Nos cuenta Lisandro Hernández Núñez, su esposo.
  • Elvira Rodríguez Fernández era monomaníaca, enclaustrada en una sola idea: que sus once hijos fueran cultos. Ese tipo de personas, tesoneras, abnegadas, me han interesado desde un principio: por eso la pedí como esposa. Elvira era el tipo de mujer obsesiva, que mientras más cerca se halla, más se ubica en su propia trascendencia. Ella sabía que en las cuatro generaciones anteriores de su familia, había cero escolaridad. Quizás por eso era del tipo de persona aparentemente distante del mundo, que se construye, cada cual en su materia y a la manera monomaníaca, como una extraña síntesis del mundo, absolutamente sin igual. Hoy tengo, desde luego, la noción exacta de que aquel estado de ánimo de la abuela Elvira, constituía una forma patológica de sobreexcitación, para lo cual no encuentro otra denominación que esta, hasta hoy ignorada por la medicina: intoxicación por dejar de ser pobre, a través de la educación misma. Forma parte de la suerte o de la desgracia del hombre de aquella época colonial.

Elvira Rodríguez era una persona sobresaliente, una verdadera generala. Ese tipo de persona no permite que duerman en sí sus capacidades, que se marchiten sus propias actitudes y que se debiliten sus fuerzas. Era un carácter sobresaliente, que necesitaba primeramente ser arrojado fuera de sí mismo, acaso más de lo que sospechaba y sabía antes: para ello el destino no tenía como antecedente otro estímulo que la voluntad de crecer. Es en la desgracia de ser pobre donde más se siente lo que uno es y la vida nos demostró, ahora que todos nuestros hijos estudian en la universidad, que donde exista una generación

resuelta, una familia compacta y estudiosa, el mundo se transformará. Elvira impuso a la familia, en la quinta generación, una nueva actitud: que la verdadera grandeza es el equilibrio en movimiento, donde el ritmo de tirar páginas para la izquierda es el agente de cambio, y la educación su mejor soporte. La verdad es grande y prevalecerá, cuando a nadie le importe si prevalece o no.
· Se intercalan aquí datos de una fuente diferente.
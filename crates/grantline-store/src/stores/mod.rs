//! Typed grant stores
//!
//! Each typed store wraps [`DefaultGrantStore`], which owns handle generation,
//! key derivation and payload serialization over a [`PersistedGrantStore`].

mod authorization_code;
mod backchannel;
mod consent;
mod device_code;
mod reference_token;
mod refresh_token;

pub use authorization_code::AuthorizationCodeStore;
pub use backchannel::BackchannelAuthenticationRequestStore;
pub use consent::UserConsentStore;
pub use device_code::DeviceCodeStore;
pub use reference_token::ReferenceTokenStore;
pub use refresh_token::RefreshTokenStore;

use std::marker::PhantomData;
use std::sync::Arc;

use chrono::{DateTime, Utc};
use serde::{Serialize, de::DeserializeOwned};
use tokio_util::sync::CancellationToken;
use tracing::{debug, warn};

use crate::clock::Clock;
use crate::error::Result;
use crate::grant::{GrantType, PersistedGrant, PersistedGrantFilter};
use crate::handle::{HandleGenerator, derive_key};
use crate::models::{
    AuthorizationCode, BackchannelAuthenticationRequest, Consent, DeviceCode, RefreshToken, Token,
};
use crate::persisted::PersistedGrantStore;
use crate::serializer::PersistentGrantSerializer;

/// A payload that can be persisted as a grant
pub trait GrantPayload: Serialize + DeserializeOwned + Send + Sync {
    /// Discriminator written to the grant record
    const GRANT_TYPE: GrantType;

    fn client_id(&self) -> &str;
    fn subject_id(&self) -> Option<&str>;
    fn session_id(&self) -> Option<&str>;
    fn description(&self) -> Option<&str>;
    fn creation_time(&self) -> DateTime<Utc>;
    fn expiration(&self) -> Option<DateTime<Utc>>;

    fn consumed_time(&self) -> Option<DateTime<Utc>> {
        None
    }

    /// Copy the record's consumed time onto the payload
    fn apply_consumed_time(&mut self, _consumed_time: Option<DateTime<Utc>>) {}
}

/// Shared machinery for typed grant stores
#[derive(Debug)]
pub struct DefaultGrantStore<T> {
    store: Arc<dyn PersistedGrantStore>,
    handles: HandleGenerator,
    serializer: PersistentGrantSerializer,
    clock: Arc<dyn Clock>,
    _payload: PhantomData<fn() -> T>,
}

impl<T> Clone for DefaultGrantStore<T> {
    fn clone(&self) -> Self {
        Self {
            store: Arc::clone(&self.store),
            handles: self.handles.clone(),
            serializer: self.serializer,
            clock: Arc::clone(&self.clock),
            _payload: PhantomData,
        }
    }
}

impl<T: GrantPayload> DefaultGrantStore<T> {
    /// Typed view over `store`
    pub fn new(store: Arc<dyn PersistedGrantStore>, clock: Arc<dyn Clock>) -> Self {
        Self {
            store,
            handles: HandleGenerator::default(),
            serializer: PersistentGrantSerializer,
            clock,
            _payload: PhantomData,
        }
    }

    /// Replace the handle generator
    pub fn with_handle_generator(mut self, handles: HandleGenerator) -> Self {
        self.handles = handles;
        self
    }

    /// Storage key for a handle of this store's type
    pub fn key_for(&self, handle: &str) -> String {
        derive_key(handle, T::GRANT_TYPE)
    }

    /// Underlying generic store
    pub fn persisted_store(&self) -> &Arc<dyn PersistedGrantStore> {
        &self.store
    }

    fn to_grant(&self, key: String, item: &T) -> Result<PersistedGrant> {
        Ok(PersistedGrant {
            key,
            grant_type: T::GRANT_TYPE,
            subject_id: item.subject_id().map(str::to_string),
            session_id: item.session_id().map(str::to_string),
            client_id: item.client_id().to_string(),
            description: item.description().map(str::to_string),
            creation_time: item.creation_time(),
            expiration: item.expiration(),
            consumed_time: item.consumed_time(),
            data: self.serializer.serialize(item)?,
        })
    }

    fn from_grant(&self, grant: &PersistedGrant) -> Result<T> {
        let mut item: T = self.serializer.deserialize(&grant.data)?;
        item.apply_consumed_time(grant.consumed_time);
        Ok(item)
    }

    /// Store `item` under a fresh handle and return the handle
    ///
    /// # Errors
    /// Propagates RNG, serialization and backend failures.
    pub async fn create_item(&self, item: &T, cancel: &CancellationToken) -> Result<String> {
        let handle = self.handles.generate()?;
        self.store_item(&handle, item, cancel).await?;
        Ok(handle)
    }

    /// Store `item` under an existing handle, replacing any previous value
    ///
    /// # Errors
    /// Propagates serialization and backend failures.
    pub async fn store_item(&self, handle: &str, item: &T, cancel: &CancellationToken) -> Result<()> {
        self.store_item_by_key(self.key_for(handle), item, cancel).await
    }

    /// Store `item` under a storage key
    ///
    /// # Errors
    /// Propagates serialization and backend failures.
    pub async fn store_item_by_key(
        &self,
        key: String,
        item: &T,
        cancel: &CancellationToken,
    ) -> Result<()> {
        let grant = self.to_grant(key, item)?;
        self.store.store(grant, cancel).await
    }

    /// Load the item for `handle`
    ///
    /// Missing, type-mismatched and expired grants yield `None`; expired ones
    /// are removed. Consumed grants are returned with their consumed time set
    /// so callers can detect reuse.
    ///
    /// # Errors
    /// Propagates serialization and backend failures.
    pub async fn get_item(&self, handle: &str, cancel: &CancellationToken) -> Result<Option<T>> {
        self.get_item_by_key(&self.key_for(handle), cancel).await
    }

    /// Load the item stored under a storage key; see [`Self::get_item`]
    ///
    /// # Errors
    /// Propagates serialization and backend failures.
    pub async fn get_item_by_key(&self, key: &str, cancel: &CancellationToken) -> Result<Option<T>> {
        let Some(grant) = self.store.get(key, cancel).await? else {
            return Ok(None);
        };
        self.accept(grant, cancel).await
    }

    /// Load the item for `handle` without the expiration check
    ///
    /// For flows that must tell an expired grant apart from an unknown one.
    ///
    /// # Errors
    /// Propagates serialization and backend failures.
    pub async fn peek_item(&self, handle: &str, cancel: &CancellationToken) -> Result<Option<T>> {
        match self.store.get(&self.key_for(handle), cancel).await? {
            Some(grant) if grant.grant_type == T::GRANT_TYPE => self.from_grant(&grant).map(Some),
            _ => Ok(None),
        }
    }

    /// Load and remove the item for `handle` in one step
    ///
    /// # Errors
    /// Propagates serialization and backend failures.
    pub async fn take_item(&self, handle: &str, cancel: &CancellationToken) -> Result<Option<T>> {
        let Some(grant) = self.store.take(&self.key_for(handle), cancel).await? else {
            return Ok(None);
        };
        if grant.grant_type != T::GRANT_TYPE {
            // Not ours; put it back untouched.
            warn!(grant_type = %grant.grant_type, expected = %T::GRANT_TYPE, "Grant type mismatch on take");
            self.store.store(grant, cancel).await?;
            return Ok(None);
        }
        if grant.is_expired(self.clock.now()) {
            debug!(grant_type = %T::GRANT_TYPE, "Taken grant was expired");
            return Ok(None);
        }
        self.from_grant(&grant).map(Some)
    }

    /// Mark the item for `handle` consumed now
    ///
    /// Returns `true` for the single caller that consumed it.
    ///
    /// # Errors
    /// Propagates backend failures.
    pub async fn consume_item(&self, handle: &str, cancel: &CancellationToken) -> Result<bool> {
        self.store
            .consume(&self.key_for(handle), self.clock.now(), cancel)
            .await
    }

    async fn accept(&self, grant: PersistedGrant, cancel: &CancellationToken) -> Result<Option<T>> {
        if grant.grant_type != T::GRANT_TYPE {
            warn!(grant_type = %grant.grant_type, expected = %T::GRANT_TYPE, "Grant type mismatch");
            return Ok(None);
        }
        if grant.is_expired(self.clock.now()) {
            debug!(grant_type = %T::GRANT_TYPE, "Removing expired grant on read");
            self.store.remove(&grant.key, cancel).await?;
            return Ok(None);
        }
        self.from_grant(&grant).map(Some)
    }

    /// Remove the item for `handle`
    ///
    /// # Errors
    /// Propagates backend failures.
    pub async fn remove_item(&self, handle: &str, cancel: &CancellationToken) -> Result<()> {
        self.store.remove(&self.key_for(handle), cancel).await
    }

    /// Remove every item of this type for a subject and client, optionally
    /// narrowed to a session
    ///
    /// # Errors
    /// Propagates backend failures.
    pub async fn remove_all_items(
        &self,
        subject_id: &str,
        client_id: &str,
        session_id: Option<&str>,
        cancel: &CancellationToken,
    ) -> Result<usize> {
        let mut filter = PersistedGrantFilter::new()
            .subject(subject_id)
            .client(client_id)
            .of_type(T::GRANT_TYPE);
        if let Some(session_id) = session_id {
            filter = filter.session(session_id);
        }
        self.store.remove_all(&filter, cancel).await
    }

    /// Raw grants of this type matching `filter`
    ///
    /// # Errors
    /// Propagates filter validation and backend failures.
    pub async fn find(
        &self,
        filter: PersistedGrantFilter,
        cancel: &CancellationToken,
    ) -> Result<Vec<(PersistedGrant, T)>> {
        let grants = self
            .store
            .get_all(&filter.of_type(T::GRANT_TYPE), cancel)
            .await?;
        let now = self.clock.now();
        grants
            .into_iter()
            .filter(|grant| !grant.is_expired(now))
            .map(|grant| {
                let item = self.from_grant(&grant)?;
                Ok((grant, item))
            })
            .collect()
    }
}

impl GrantPayload for AuthorizationCode {
    const GRANT_TYPE: GrantType = GrantType::AuthorizationCode;

    fn client_id(&self) -> &str {
        &self.client_id
    }
    fn subject_id(&self) -> Option<&str> {
        self.subject.subject_id()
    }
    fn session_id(&self) -> Option<&str> {
        self.session_id.as_deref()
    }
    fn description(&self) -> Option<&str> {
        self.description.as_deref()
    }
    fn creation_time(&self) -> DateTime<Utc> {
        self.creation_time
    }
    fn expiration(&self) -> Option<DateTime<Utc>> {
        AuthorizationCode::expiration(self)
    }
}

impl GrantPayload for RefreshToken {
    const GRANT_TYPE: GrantType = GrantType::RefreshToken;

    fn client_id(&self) -> &str {
        &self.client_id
    }
    fn subject_id(&self) -> Option<&str> {
        self.subject.subject_id()
    }
    fn session_id(&self) -> Option<&str> {
        self.session_id.as_deref()
    }
    fn description(&self) -> Option<&str> {
        self.description.as_deref()
    }
    fn creation_time(&self) -> DateTime<Utc> {
        self.creation_time
    }
    fn expiration(&self) -> Option<DateTime<Utc>> {
        RefreshToken::expiration(self)
    }
    fn consumed_time(&self) -> Option<DateTime<Utc>> {
        self.consumed_time
    }
    fn apply_consumed_time(&mut self, consumed_time: Option<DateTime<Utc>>) {
        if self.consumed_time.is_none() {
            self.consumed_time = consumed_time;
        }
    }
}

impl GrantPayload for Token {
    const GRANT_TYPE: GrantType = GrantType::ReferenceToken;

    fn client_id(&self) -> &str {
        &self.client_id
    }
    fn subject_id(&self) -> Option<&str> {
        Token::subject_id(self)
    }
    fn session_id(&self) -> Option<&str> {
        Token::session_id(self)
    }
    fn description(&self) -> Option<&str> {
        self.description.as_deref()
    }
    fn creation_time(&self) -> DateTime<Utc> {
        self.creation_time
    }
    fn expiration(&self) -> Option<DateTime<Utc>> {
        Token::expiration(self)
    }
}

impl GrantPayload for DeviceCode {
    const GRANT_TYPE: GrantType = GrantType::DeviceCode;

    fn client_id(&self) -> &str {
        &self.client_id
    }
    fn subject_id(&self) -> Option<&str> {
        self.subject.as_ref().and_then(|s| s.subject_id())
    }
    fn session_id(&self) -> Option<&str> {
        self.session_id.as_deref()
    }
    fn description(&self) -> Option<&str> {
        self.description.as_deref()
    }
    fn creation_time(&self) -> DateTime<Utc> {
        self.creation_time
    }
    fn expiration(&self) -> Option<DateTime<Utc>> {
        DeviceCode::expiration(self)
    }
}

impl GrantPayload for BackchannelAuthenticationRequest {
    const GRANT_TYPE: GrantType = GrantType::BackchannelAuthenticationRequest;

    fn client_id(&self) -> &str {
        &self.client_id
    }
    fn subject_id(&self) -> Option<&str> {
        self.subject.subject_id()
    }
    fn session_id(&self) -> Option<&str> {
        self.session_id.as_deref()
    }
    fn description(&self) -> Option<&str> {
        self.description.as_deref()
    }
    fn creation_time(&self) -> DateTime<Utc> {
        self.creation_time
    }
    fn expiration(&self) -> Option<DateTime<Utc>> {
        BackchannelAuthenticationRequest::expiration(self)
    }
}

impl GrantPayload for Consent {
    const GRANT_TYPE: GrantType = GrantType::UserConsent;

    fn client_id(&self) -> &str {
        &self.client_id
    }
    fn subject_id(&self) -> Option<&str> {
        Some(&self.subject_id)
    }
    fn session_id(&self) -> Option<&str> {
        None
    }
    fn description(&self) -> Option<&str> {
        None
    }
    fn creation_time(&self) -> DateTime<Utc> {
        self.creation_time
    }
    fn expiration(&self) -> Option<DateTime<Utc>> {
        self.expiration
    }
}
Desde entonces, he comenzado a copiarlo todo-todo-despacio, penosamente, no sólo para comprender los puntos en que difiere de mi propia versión de la realidad, sino también para mirarlo a largo plazo. La verdad en el cambio radical de nuestra familia es una mujer: Elvira Rodríguez Fernández, enigmática, monomaníaca. Ahora, cien anos después, en el siglo XX1, es cuando se ven claramente sus frutos, cuando los nietos y biznietos, todos egresados de las universidades del país y del extranjero, nos reunimos cada cierto tiempo para festejar su grandeza.